Studio album by Don Heckman and Ed Summerlin
- Released: October 1967
- Recorded: September 3, 1965; March 31, 1966 New York, New York, United States
- Genre: Avant-garde jazz, Free jazz
- Label: Ictus 101 ictus

Ed Summerlin chronology
| Liturgical Jazz (1959) | The Don Heckmagn–Ed Summerlin Improvisational Jazz Workshop (1967) | Ring Out Joy (1968) |

= The Don Heckman–Ed Summerlin Improvisational Jazz Workshop =

The Don Heckman–Ed Summerlin Improvisational Jazz Workshop is the first and only album released by the group of the same name, led jointly by alto saxophonist Don Heckman and tenor saxophonist Ed Summerlin, recorded in September 1965 and March 1966, and released in 1967 on their own, recently established Ictus label, with Heckman and Summerlin each composing two of the album's four tracks.
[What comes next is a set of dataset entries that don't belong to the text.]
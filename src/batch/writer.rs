//! Write batch outcomes as CSV

use csv::Writer;
use serde::Serialize;
use std::io::Write;

use super::{BatchError, BatchOutcome};

#[derive(Serialize)]
struct SummaryRow<'a> {
    #[serde(rename = "CaseId")]
    case_id: &'a str,
    #[serde(rename = "TotalInvested")]
    total_invested: Option<i64>,
    #[serde(rename = "TotalReturns")]
    total_returns: Option<i64>,
    #[serde(rename = "TotalValue")]
    total_value: Option<i64>,
    #[serde(rename = "Error")]
    error: Option<String>,
}

#[derive(Serialize)]
struct SeriesRow<'a> {
    #[serde(rename = "CaseId")]
    case_id: &'a str,
    #[serde(rename = "Year")]
    year: u32,
    #[serde(rename = "Invested")]
    invested: i64,
    #[serde(rename = "Returns")]
    returns: i64,
    #[serde(rename = "Total")]
    total: i64,
}

/// One row per case; invalid cases carry the error and no totals
pub fn write_summary<W: Write>(writer: W, outcomes: &[BatchOutcome]) -> Result<(), BatchError> {
    let mut csv = Writer::from_writer(writer);
    for outcome in outcomes {
        let row = match &outcome.result {
            Ok(result) => SummaryRow {
                case_id: &outcome.case_id,
                total_invested: Some(result.total_invested),
                total_returns: Some(result.total_returns),
                total_value: Some(result.total_value),
                error: None,
            },
            Err(e) => SummaryRow {
                case_id: &outcome.case_id,
                total_invested: None,
                total_returns: None,
                total_value: None,
                error: Some(e.to_string()),
            },
        };
        csv.serialize(row)?;
    }
    csv.flush()?;
    Ok(())
}

/// One row per case and year, successful cases only
pub fn write_series<W: Write>(writer: W, outcomes: &[BatchOutcome]) -> Result<(), BatchError> {
    let mut csv = Writer::from_writer(writer);
    for outcome in outcomes {
        let Ok(result) = &outcome.result else {
            continue;
        };
        for snapshot in &result.yearly_series {
            csv.serialize(SeriesRow {
                case_id: &outcome.case_id,
                year: snapshot.year,
                invested: snapshot.invested_to_date,
                returns: snapshot.returns_to_date,
                total: snapshot.total_to_date,
            })?;
        }
    }
    csv.flush()?;
    Ok(())
}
The eponymous LP would be re-released the following year on the English Jazz Workshop label as Jax or Bettor.

Described in Heckman's liner notes as "a laboratory for the continuing exploration of new music," the group existed from 1964 to 1972, "[i]ts materials includ[ing] jazz, electronic music, happenings, theatrical events, dance, film, religious services, written music, improvised music, and chance music." The album also provided an early showcase for pianist Steve Kuhn, as well as bassists Ron Carter and Steve Swallow (the latter heard here approximately five years before switching exclusively to electric bass).

Professional ratings
Review scores
| Source | Rating |
| Allmusic |  |
| Down Beat |  |

==Reception==
Awarding the album 4½ stars, DownBeats Pete Welding described the group's "balance between written and extemporized music" as "both refreshing and successful," while Jazz & Pop proclaimed Heckman "a major voice [who] must be heard," and noted Summerlin's synthesis of Sonny Rollins and Albert Ayler.
Decades later, Allmusic's Scott Yanow would give the album 3 stars, citing "impressive solos" by Heckman, "showing that he was one of the first to utilize the innovations of Eric Dolphy in his playing." While the long out-of-print album's "collector's item" status is duly noted by Yanow, the only fault found with the recording is "Lisa Zanda's purposely odd vocal on 'Five Haikus.'"

==Track listing==
Side One
1. "Jax or Bettor" (Heckman) – 9:45
2. "Leisure No. 5" (Summerlin) – 7:40
Side Two
1. "Dialogue" (Summerlin) – 9:17
2. "Five Haikus" (Heckman) – 6:20

All track information accessed via JazzDiscography.com and the UMKC's Nichols Library collection.

==Personnel==
Side One and Side Two, track 1 (recorded March 31, 1966)
- Lew Gluckin – trumpet
- Bob Norden – trombone
- Don Heckman – alto saxophone
- Ed Summerlin – tenor saxophone
- Steve Kuhn – piano
- Ron Carter – bass
- Joe Hunt – drums
Side Two, track 2 (recorded September 3, 1965)
- Add Lisa Zanda on vocals and replace Carter with Steve Swallow, and Hunt with Joe Cocuzzo.

All personnel information accessed via JazzDiscography.com.